The following is an excerpt from a samvaad (dialogue) session with Acharya Prashant.

Questioner: Pranam Acharya Ji! I am working with the home ministry, the government of India. My question is, there are hundreds of self-help books published every year telling us how to live in a better way. What makes Vedantic teachings distinct from those self-help books?

Acharya Prashant: Self-help books in general, want to help the self without investigating what the self really is. So, in the name of self-help, what is usually advised is a gratification of the self. The self is taken as a fundamental and unchangeable entity not to be questioned. And the entire purpose of the book then is to remove the obstacles in the path of gratification of that self that has been turned into a sacred entity.

So, the self has certain desires, and the book will tell you how to fulfill all your desires and dreams. And you’ll say — “Yes, this is what I want and the book is telling me how to get that thing.” The book will never or rarely ask you — “What is it that you want? Where are your wants coming from? Are your desires even yours?” Now, these are tough questions; these are unsettling questions. People don’t want to go into them because if you go into these questions, then your basic identity is challenged. Your very sense of existence is then interrogated. And we don’t like that because it disturbs.

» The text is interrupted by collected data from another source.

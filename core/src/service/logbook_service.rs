use crate::admin::AdminSession;
use crate::model::entry::{ChargingLogEntry, NewEntry};
use crate::model::registry::UserRegistry;
use crate::repository::LogRepository;
use crate::service::dto::LogbookOverview;
use chrono::NaiveDate;
use anyhow::{bail, Result};
use log::{info, warn};

/// Count of entries the admin agreed to destroy.
#[derive(Debug, Clone, Copy, PartialEq, Eq)]
pub struct ResetConfirmation {
    pub count: usize,
}

/// Owns the log store and the user registry and keeps them consistent.
///
/// Every mutation validates fully before touching either structure.
pub struct LogbookService<R: LogRepository> {
    repo: R,
    registry: UserRegistry,
}

impl<R: LogRepository> LogbookService<R> {
    pub fn new(repo: R, registry: UserRegistry) -> Self {
        Self { repo, registry }
    }

    pub fn users(&self) -> &[String] {
        self.registry.names()
    }

    pub fn entries(&self) -> Result<Vec<ChargingLogEntry>> {
        self.repo.list()
    }

    pub fn log_session(&mut self, entry: NewEntry, today: NaiveDate) -> Result<ChargingLogEntry> {
        entry.validate(today)?;
        if !self.registry.contains(&entry.user) {
            bail!("Unknown user: {}", entry.user);
        }
        let stored = self.repo.append(entry)?;
        info!("logged {}h for {} on {} (id {})", stored.duration, stored.user, stored.date, stored.id);
        Ok(stored)
    }

    pub fn add_user(&mut self, name: &str) -> Result<String> {
        let added = self.registry.add(name).inspect_err(|e| warn!("add user rejected: {}", e))?;
        info!("user added: {}", added);
        Ok(added)
    }

    /// Renames in the registry and on every historical entry, or changes nothing.
    pub fn rename_user(&mut self, old: &str, new: &str) -> Result<usize> {
        let new = self
            .registry
            .check_rename(old, new)
            .inspect_err(|e| warn!("rename rejected: {}", e))?;
        let changed = self.repo.rename_user(old, &new)?;
        self.registry.apply_rename(old, &new);
        info!("user renamed: {} -> {} ({} entries)", old, new, changed);
        Ok(changed)
    }

    /// Registry only; entries keep the old name as a historical label.
    pub fn remove_user(&mut self, name: &str) -> Result<()> {
        self.registry.remove(name).inspect_err(|e| warn!("remove rejected: {}", e))?;
        info!("user removed: {}", name);
        Ok(())
    }

    pub fn can_remove_user(&self, name: &str) -> bool {
        self.registry.check_remove(name).is_ok()
    }

    pub fn overview(&self) -> Result<LogbookOverview> {
        let entries = self.repo.list()?;
        Ok(LogbookOverview {
            user_count: self.registry.len(),
            session_count: entries.len(),
            total_hours: entries.iter().map(|e| e.duration).sum(),
        })
    }

    pub fn prepare_reset(&self, _session: &AdminSession) -> Result<ResetConfirmation> {
        if self.repo.is_empty() {
            bail!("Database is already empty");
        }
        Ok(ResetConfirmation { count: self.repo.len() })
    }

    /// Irreversible. Fails if the store changed since the confirmation was issued.
    pub fn reset_all(&mut self, _session: &AdminSession, confirmation: ResetConfirmation) -> Result<usize> {
        let current = self.repo.len();
        if current == 0 {
            bail!("Database is already empty");
        }
        if current != confirmation.count {
            bail!(
                "Confirmation was for {} entries but the log now holds {}",
                confirmation.count,
                current
            );
        }
        let removed = self.repo.reset()?;
        warn!("charging log reset: {} entries deleted", removed);
        Ok(removed)
    }
}

#[cfg(test)]
mod tests {
    use super::*;
    use crate::admin::AdminGate;
    use crate::repository::InMemoryLogRepository;

    fn day(s: &str) -> NaiveDate {
        NaiveDate::parse_from_str(s, "%Y-%m-%d").unwrap()
    }

    fn service() -> LogbookService<InMemoryLogRepository> {
        let repo = InMemoryLogRepository::with_entries(vec![
            NewEntry::new("Gal", day("2025-06-25"), 2.5),
            NewEntry::new("Guy", day("2025-06-24"), 1.5),
            NewEntry::new("Other", day("2025-06-23"), 3.0),
        ])
        .unwrap();
        LogbookService::new(repo, UserRegistry::new(["Gal", "Guy", "Other"]).unwrap())
    }

    /// Repository whose rename always fails, to prove the registry is untouched.
    struct BrokenRenameRepo(InMemoryLogRepository);

    impl LogRepository for BrokenRenameRepo {
        fn append(&mut self, entry: NewEntry) -> Result<ChargingLogEntry> { self.0.append(entry) }
        fn list(&self) -> Result<Vec<ChargingLogEntry>> { self.0.list() }
        fn len(&self) -> usize { self.0.len() }
        fn rename_user(&mut self, _old: &str, _new: &str) -> Result<usize> { bail!("disk on fire") }
        fn reset(&mut self) -> Result<usize> { self.0.reset() }
    }

    #[test]
    fn test_log_session_appends() {
        let mut svc = service();
        let stored = svc.log_session(NewEntry::new("Gal", day("2025-06-26"), 1.0), day("2025-06-26")).unwrap();
        let entries = svc.entries().unwrap();
        assert_eq!(entries.len(), 4);
        assert_eq!(entries.last().unwrap(), &stored);
    }

    #[test]
    fn test_log_session_rejects_unknown_or_malformed() {
        let mut svc = service();
        let today = day("2025-06-26");
        assert!(svc.log_session(NewEntry::new("Nobody", today, 1.0), today).is_err());
        assert!(svc.log_session(NewEntry::new("Gal", today, 0.0), today).is_err());
        assert!(svc.log_session(NewEntry::new("Gal", day("2025-06-27"), 1.0), today).is_err());
        assert_eq!(svc.entries().unwrap().len(), 3);
    }

    #[test]
    fn test_rename_cascades() {
        let mut svc = service();
        assert_eq!(svc.rename_user("Gal", "Gali").unwrap(), 1);
        assert_eq!(svc.users(), &["Gali", "Guy", "Other"]);
        let entries = svc.entries().unwrap();
        assert!(entries.iter().all(|e| e.user != "Gal"));
        assert_eq!(entries[0].user, "Gali");
    }

    #[test]
    fn test_rejected_rename_changes_nothing() {
        let mut svc = service();
        assert!(svc.rename_user("Gal", "Guy").is_err());
        assert_eq!(svc.users(), &["Gal", "Guy", "Other"]);
        assert_eq!(svc.entries().unwrap()[0].user, "Gal");
    }

    #[test]
    fn test_failed_store_rename_leaves_registry() {
        let repo = BrokenRenameRepo(InMemoryLogRepository::new());
        let mut svc = LogbookService::new(repo, UserRegistry::new(["Gal", "Guy"]).unwrap());
        assert!(svc.rename_user("Gal", "Gali").is_err());
        assert_eq!(svc.users(), &["Gal", "Guy"]);
    }

    #[test]
    fn test_remove_keeps_history() {
        let mut svc = service();
        svc.remove_user("Other").unwrap();
        assert_eq!(svc.users(), &["Gal", "Guy"]);
        let entries = svc.entries().unwrap();
        assert_eq!(entries.len(), 3);
        assert_eq!(entries[2].user, "Other");
    }

    #[test]
    fn test_cannot_remove_last_user() {
        let mut svc = service();
        svc.remove_user("Other").unwrap();
        svc.remove_user("Guy").unwrap();
        assert!(!svc.can_remove_user("Gal"));
        assert!(svc.remove_user("Gal").is_err());
        assert_eq!(svc.users(), &["Gal"]);
    }

    #[test]
    fn test_reset_with_confirmation() {
        let mut svc = service();
        let session = AdminGate::default().unlock("DBreset18").unwrap();
        let confirmation = svc.prepare_reset(&session).unwrap();
        assert_eq!(confirmation.count, 3);
        assert_eq!(svc.reset_all(&session, confirmation).unwrap(), 3);
        assert!(svc.entries().unwrap().is_empty());
        assert!(svc.prepare_reset(&session).is_err());
        // users survive a reset
        assert_eq!(svc.users().len(), 3);
    }

    #[test]
    fn test_stale_confirmation_is_rejected() {
        let mut svc = service();
        let session = AdminGate::default().unlock("DBreset18").unwrap();
        let confirmation = svc.prepare_reset(&session).unwrap();
        svc.log_session(NewEntry::new("Guy", day("2025-06-26"), 1.0), day("2025-06-26")).unwrap();
        assert!(svc.reset_all(&session, confirmation).is_err());
        assert_eq!(svc.entries().unwrap().len(), 4);
    }

    #[test]
    fn test_overview() {
        let overview = service().overview().unwrap();
        assert_eq!(overview.user_count, 3);
        assert_eq!(overview.session_count, 3);
        assert!((overview.total_hours - 7.0).abs() < 1e-9);
    }
}
//! Stable colour per user name. Cosmetic only.

#[derive(Debug, Clone, Copy, PartialEq, Eq)]
pub enum Palette {
    Blue,
    Green,
    Purple,
    Red,
    Yellow,
    Indigo,
    Pink,
    Teal,
    Orange,
    Cyan,
}

pub const PALETTE: [Palette; 10] = [
    Palette::Blue,
    Palette::Green,
    Palette::Purple,
    Palette::Red,
    Palette::Yellow,
    Palette::Indigo,
    Palette::Pink,
    Palette::Teal,
    Palette::Orange,
    Palette::Cyan,
];

impl Palette {
    pub fn hex(&self) -> &'static str {
        match self {
            Palette::Blue => "#3b82f6",
            Palette::Green => "#10b981",
            Palette::Purple => "#8b5cf6",
            Palette::Red => "#ef4444",
            Palette::Yellow => "#eab308",
            Palette::Indigo => "#6366f1",
            Palette::Pink => "#ec4899",
            Palette::Teal => "#14b8a6",
            Palette::Orange => "#f97316",
            Palette::Cyan => "#06b6d4",
        }
    }

    pub fn rgb(&self) -> (u8, u8, u8) {
        let hex = &self.hex()[1..];
        let channel = |i: usize| u8::from_str_radix(&hex[i..i + 2], 16).unwrap_or(0);
        (channel(0), channel(2), channel(4))
    }
}

/// Rolling `hash = code + ((hash << 5) - hash)` over UTF-16 units.
///
/// The shift sees only the low 32 bits of the running value while the
/// subtraction uses all of it; i64 holds the sum for any realistic name.
pub fn name_hash(name: &str) -> i64 {
    name.encode_utf16().fold(0i64, |hash, unit| {
        let shifted = (hash as i32).wrapping_shl(5) as i64;
        unit as i64 + (shifted - hash)
    })
}

pub fn palette_index(name: &str) -> usize {
    (name_hash(name).unsigned_abs() % PALETTE.len() as u64) as usize
}

pub fn color_for(name: &str) -> Palette {
    PALETTE[palette_index(name)]
}
use std::fs;
use std::path::{Path, PathBuf};

use anyhow::{Context, Result};
use chrono::NaiveDate;
use evmeter_core::{ReportView, UsageSummary};
use log::info;
use tabled::settings::object::Rows;
use tabled::settings::{Color, Modify, Style};
use tabled::{Table, Tabled};

#[derive(Tabled)]
struct SummaryRow {
    #[tabled(rename = "User")]
    name: String,
    #[tabled(rename = "Sessions")]
    sessions: usize,
    #[tabled(rename = "Hours")]
    hours: String,
    #[tabled(rename = "Share")]
    share: String,
}

#[derive(Tabled)]
struct SessionRow {
    #[tabled(rename = "Username")]
    user: String,
    #[tabled(rename = "Date")]
    date: String,
    #[tabled(rename = "Duration (hours)")]
    duration: String,
}

fn styled(mut table: Table) -> Table {
    table
        .with(Style::modern())
        .with(Modify::new(Rows::first()).with(Color::FG_CYAN));
    table
}

pub fn summary_table(summary: &UsageSummary) -> String {
    let rows: Vec<SummaryRow> = summary
        .per_user
        .iter()
        .map(|u| SummaryRow {
            name: u.name.clone(),
            sessions: u.session_count,
            hours: format!("{:.1}", u.total_hours),
            share: format!("{:.1}%", u.percentage),
        })
        .collect();
    styled(Table::new(rows)).to_string()
}

pub fn sessions_table(view: &ReportView) -> String {
    let rows: Vec<SessionRow> = view
        .entries
        .iter()
        .map(|e| SessionRow {
            user: e.user.clone(),
            date: e.date.format("%Y-%m-%d").to_string(),
            duration: e.duration.to_string(),
        })
        .collect();
    styled(Table::new(rows)).to_string()
}

pub fn show_summary(title: &str, summary: &UsageSummary) {
    println!("\x1b[1;36m{}\x1b[0m (Total: {:.1}h)", title, summary.grand_total);
    println!("{}", summary_table(summary));
}

pub fn show_report(view: &ReportView) {
    show_summary(&view.period.title(), &view.summary);
    if view.entries.is_empty() {
        println!("No charging sessions match the current filters.");
    } else {
        println!("{}", sessions_table(view));
    }
}

/// Writes the report CSV into `dir` under the period-derived file name.
pub fn write_export(view: &ReportView, dir: &Path, today: NaiveDate) -> Result<PathBuf> {
    fs::create_dir_all(dir).with_context(|| format!("Failed to create {}", dir.display()))?;
    let path = dir.join(view.filename(today));
    fs::write(&path, view.csv()).with_context(|| format!("Failed to write {}", path.display()))?;
    info!("exported {} rows to {}", view.entries.len(), path.display());
    Ok(path)
}
use std::time::{Duration, Instant};

use anyhow::Result;
use chrono::{Local, NaiveDate};
use evmeter_core::input::duration_options;
use evmeter_core::{
    month_options, open_logbook, parse_date, AdminGate, AdminSession, Config, InMemoryLogRepository,
    LogbookOverview, LogbookService, PendingEntry, ReportFilter, ReportUseCase, ReportView,
    ResetConfirmation, SortColumn, SortSpec, UsageSummary, UserFilter, YearMonth,
};
use log::error;

use crate::report::write_export;
use crate::tui::timer::ReturnTimer;

#[derive(Debug, Clone, Copy, PartialEq, Eq)]
pub enum Screen {
    Home,
    Log,
    Reports,
    Users,
    AdminPrompt,
    Admin,
}

#[derive(Debug, Clone, PartialEq, Eq)]
pub enum EditTarget {
    AddUser,
    RenameUser(String),
    StartDate,
    EndDate,
    AdminSecret,
}

pub enum InputMode {
    Normal,
    Editing(EditTarget),
}

#[derive(Debug, Clone, Copy, PartialEq, Eq)]
pub enum LogField {
    Date,
    Preset,
    Manual,
}

impl LogField {
    fn next(self) -> Self {
        match self {
            LogField::Date => LogField::Preset,
            LogField::Preset => LogField::Manual,
            LogField::Manual => LogField::Date,
        }
    }
}

pub struct App {
    pub logbook: LogbookService<InMemoryLogRepository>,
    pub config: Config,
    gate: AdminGate,
    admin: Option<AdminSession>,
    pub pending_reset: Option<ResetConfirmation>,
    pub pending_delete: Option<String>,
    pub screen: Screen,
    pub today: NaiveDate,
    pub selected: usize,
    pub pending: Option<PendingEntry>,
    pub log_field: LogField,
    pub filter: ReportFilter,
    pub sort: SortSpec,
    pub input: String,
    pub input_mode: InputMode,
    pub cursor_position: usize,
    pub message: Option<String>,
    pub return_timer: ReturnTimer,
}

impl App {
    pub fn new(config: Config) -> Result<App> {
        let logbook = open_logbook(&config)?;
        let gate = AdminGate::new(config.admin_secret.clone());
        Ok(App {
            logbook,
            config,
            gate,
            admin: None,
            pending_reset: None,
            pending_delete: None,
            screen: Screen::Home,
            today: Local::now().date_naive(),
            selected: 0,
            pending: None,
            log_field: LogField::Preset,
            filter: ReportFilter::new(),
            sort: SortSpec::default(),
            input: String::new(),
            input_mode: InputMode::Normal,
            cursor_position: 0,
            message: None,
            return_timer: ReturnTimer::default(),
        })
    }

    /// Every screen change goes through here so the return timer never outlives its screen.
    pub fn navigate(&mut self, screen: Screen) {
        self.return_timer.cancel();
        self.message = None;
        self.pending_delete = None;
        self.pending_reset = None;
        self.input_mode = InputMode::Normal;
        self.input.clear();
        self.cursor_position = 0;
        if screen != Screen::Admin {
            self.admin = None;
        }
        if screen != Screen::Log {
            self.pending = None;
        }
        self.screen = screen;
    }

    pub fn tick(&mut self, now: Instant) {
        self.today = Local::now().date_naive();
        if self.return_timer.fire(now) && self.screen == Screen::Log {
            self.navigate(Screen::Home);
        }
    }

    // --- views ---

    pub fn monthly_summary(&self) -> UsageSummary {
        ReportUseCase::new(&self.logbook)
            .monthly_summary(self.today)
            .unwrap_or_default()
    }

    pub fn report(&self) -> Option<ReportView> {
        ReportUseCase::new(&self.logbook)
            .report(&self.filter, &self.sort, self.today)
            .inspect_err(|e| error!("report failed: {:#}", e))
            .ok()
    }

    pub fn overview(&self) -> LogbookOverview {
        self.logbook.overview().unwrap_or_default()
    }

    pub fn selected_user(&self) -> Option<&String> {
        self.logbook.users().get(self.selected)
    }

    pub fn is_admin(&self) -> bool {
        self.admin.is_some()
    }

    // --- user selection ---

    pub fn next(&mut self) {
        let len = self.logbook.users().len();
        if len == 0 {
            return;
        }
        self.selected = if self.selected >= len - 1 { 0 } else { self.selected + 1 };
    }

    pub fn previous(&mut self) {
        let len = self.logbook.users().len();
        if len == 0 {
            return;
        }
        self.selected = if self.selected == 0 { len - 1 } else { self.selected - 1 };
    }

    fn clamp_selection(&mut self) {
        let len = self.logbook.users().len();
        if self.selected >= len {
            self.selected = len.saturating_sub(1);
        }
    }

    // --- logging a session ---

    pub fn open_log(&mut self) {
        if let Some(user) = self.selected_user().cloned() {
            self.navigate(Screen::Log);
            self.pending = Some(PendingEntry::new(user, self.today));
            self.log_field = LogField::Preset;
        }
    }

    pub fn next_log_field(&mut self) {
        self.log_field = self.log_field.next();
    }

    pub fn shift_date(&mut self, days: i64) {
        let today = self.today;
        if let Some(pending) = self.pending.as_mut() {
            pending.shift_date(days, today);
        }
    }

    pub fn cycle_preset(&mut self, forward: bool) {
        let count = duration_options().len();
        if let Some(pending) = self.pending.as_mut() {
            let next = match (pending.preset_index(), forward) {
                (None, true) => 0,
                (None, false) => count - 1,
                (Some(i), true) => (i + 1) % count,
                (Some(i), false) => (i + count - 1) % count,
            };
            pending.select_preset(Some(next));
        }
    }

    pub fn manual_char(&mut self, c: char) {
        if !(c.is_ascii_digit() || c == '.') {
            return;
        }
        if let Some(pending) = self.pending.as_mut() {
            let mut text = pending.manual_text().to_string();
            text.push(c);
            pending.set_manual(&text);
        }
    }

    pub fn manual_backspace(&mut self) {
        if let Some(pending) = self.pending.as_mut() {
            let mut text = pending.manual_text().to_string();
            text.pop();
            pending.set_manual(&text);
        }
    }

    pub fn can_submit_log(&self) -> bool {
        self.pending.as_ref().is_some_and(|p| p.can_submit(self.today))
    }

    pub fn submit_log(&mut self, now: Instant) {
        let Some(pending) = self.pending.as_ref() else {
            return;
        };
        let result = pending
            .to_new_entry(self.today)
            .and_then(|entry| self.logbook.log_session(entry, self.today));
        match result {
            Ok(stored) => {
                self.message = Some(format!(
                    "Charging session logged: {}h on {}. Returning home...",
                    stored.duration, stored.date
                ));
                self.pending = Some(PendingEntry::new(stored.user, self.today));
                self.return_timer
                    .arm(now, Duration::from_millis(self.config.return_delay_ms));
            }
            Err(e) => self.message = Some(e.to_string()),
        }
    }

    // --- reports ---

    pub fn cycle_user_filter(&mut self) {
        let users = self.logbook.users();
        self.filter.user = match &self.filter.user {
            UserFilter::All => users
                .first()
                .map(|u| UserFilter::User(u.clone()))
                .unwrap_or(UserFilter::All),
            UserFilter::User(current) => users
                .iter()
                .position(|u| u == current)
                .and_then(|i| users.get(i + 1))
                .map(|u| UserFilter::User(u.clone()))
                .unwrap_or(UserFilter::All),
        };
    }

    pub fn month_options(&self) -> Vec<YearMonth> {
        month_options(self.today, self.config.first_month, self.config.last_year)
    }

    pub fn cycle_month(&mut self) {
        let options = self.month_options();
        let next = match self.filter.month {
            None => options.first().copied(),
            Some(current) => options
                .iter()
                .position(|m| *m == current)
                .and_then(|i| options.get(i + 1))
                .copied(),
        };
        self.filter.set_month(next);
    }

    pub fn toggle_sort(&mut self, column: SortColumn) {
        self.sort.toggle(column);
    }

    pub fn clear_filters(&mut self) {
        self.filter.clear();
        self.message = None;
    }

    pub fn export_report(&mut self) {
        let Some(view) = self.report() else {
            return;
        };
        self.message = Some(match write_export(&view, &self.config.export_dir(), self.today) {
            Ok(path) => format!("Exported {} rows to {}", view.entries.len(), path.display()),
            Err(e) => format!("Export failed: {:#}", e),
        });
    }

    // --- users ---

    pub fn request_delete_user(&mut self) {
        if let Some(user) = self.selected_user().cloned() {
            if self.logbook.can_remove_user(&user) {
                self.message = Some(format!("Delete user '{}'? Their sessions are kept. (y/n)", user));
                self.pending_delete = Some(user);
            } else {
                self.message = Some("Cannot delete the last remaining user".to_string());
            }
        }
    }

    pub fn confirm_delete_user(&mut self) {
        if let Some(user) = self.pending_delete.take() {
            self.message = Some(match self.logbook.remove_user(&user) {
                Ok(()) => format!("User '{}' deleted", user),
                Err(e) => e.to_string(),
            });
            if self.filter.user == UserFilter::User(user) {
                self.filter.user = UserFilter::All;
            }
            self.clamp_selection();
        }
    }

    pub fn cancel_pending(&mut self) {
        self.pending_delete = None;
        self.pending_reset = None;
        self.message = None;
    }

    // --- admin ---

    pub fn request_reset(&mut self) {
        let Some(session) = self.admin.as_ref() else {
            return;
        };
        match self.logbook.prepare_reset(session) {
            Ok(confirmation) => {
                self.message = Some(format!(
                    "Delete all {} charging logs permanently? This cannot be undone. (y/n)",
                    confirmation.count
                ));
                self.pending_reset = Some(confirmation);
            }
            Err(e) => self.message = Some(e.to_string()),
        }
    }

    pub fn confirm_reset(&mut self) {
        let (Some(session), Some(confirmation)) = (self.admin.as_ref(), self.pending_reset.take()) else {
            return;
        };
        self.message = Some(match self.logbook.reset_all(session, confirmation) {
            Ok(removed) => format!("Database restarted: {} charging logs permanently deleted", removed),
            Err(e) => e.to_string(),
        });
    }

    // --- text input ---

    pub fn begin_edit(&mut self, target: EditTarget) {
        self.input.clear();
        self.cursor_position = 0;
        if let EditTarget::RenameUser(old) = &target {
            self.input = old.clone();
            self.cursor_position = old.chars().count();
        }
        self.input_mode = InputMode::Editing(target);
        self.message = None;
    }

    pub fn exit_input_mode(&mut self) {
        self.input_mode = InputMode::Normal;
        self.input.clear();
        self.cursor_position = 0;
    }

    pub fn input_char(&mut self, c: char) {
        let byte_index = self.input.chars().take(self.cursor_position).map(|c| c.len_utf8()).sum();
        self.input.insert(byte_index, c);
        self.cursor_position += 1;
    }

    pub fn delete_char(&mut self) {
        if self.cursor_position > 0 {
            let byte_index: usize = self.input.chars().take(self.cursor_position - 1).map(|c| c.len_utf8()).sum();
            self.input.remove(byte_index);
            self.cursor_position -= 1;
        }
    }

    pub fn move_cursor_left(&mut self) {
        if self.cursor_position > 0 {
            self.cursor_position -= 1;
        }
    }

    pub fn move_cursor_right(&mut self) {
        if self.cursor_position < self.input.chars().count() {
            self.cursor_position += 1;
        }
    }

    pub fn submit_input(&mut self) {
        let target = match &self.input_mode {
            InputMode::Editing(target) => target.clone(),
            InputMode::Normal => return,
        };
        let text = self.input.clone();
        self.exit_input_mode();

        match target {
            EditTarget::AddUser => {
                self.message = Some(match self.logbook.add_user(&text) {
                    Ok(name) => format!("User '{}' added", name),
                    Err(e) => e.to_string(),
                });
            }
            EditTarget::RenameUser(old) => {
                let new = text.trim().to_string();
                self.message = Some(match self.logbook.rename_user(&old, &new) {
                    Ok(changed) => {
                        let message = format!("Renamed '{}' to '{}' ({} sessions updated)", old, new, changed);
                        if self.filter.user == UserFilter::User(old) {
                            self.filter.user = UserFilter::User(new);
                        }
                        message
                    }
                    Err(e) => e.to_string(),
                });
            }
            EditTarget::StartDate | EditTarget::EndDate => {
                let date = if text.trim().is_empty() {
                    Ok(None)
                } else {
                    parse_date(&text).map(Some)
                };
                match (date, target) {
                    (Ok(d), EditTarget::StartDate) => self.filter.set_start_date(d),
                    (Ok(d), _) => self.filter.set_end_date(d),
                    (Err(e), _) => self.message = Some(e.to_string()),
                }
            }
            EditTarget::AdminSecret => match self.gate.unlock(&text) {
                Ok(session) => {
                    self.navigate(Screen::Admin);
                    self.admin = Some(session);
                }
                Err(e) => self.message = Some(e.to_string()),
            },
        }
    }
}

You see, our disposition is such that we would rather have false security than a true exploration of the Truth. Even if we know that we are living in false concepts, we would choose that falseness, because there is comfort in that. We are used to living in a false way for a long time. That central falseness itself is called the ‘self’. Are you getting it? What else is ‘self’? In self-help, ‘self’ obviously cannot pertain to the Truth because the Truth does not require any help; ‘self’ surely pertains to the ‘Ego’. It is the ego that is always quite helpless and seeking support and help and stuff of all kinds.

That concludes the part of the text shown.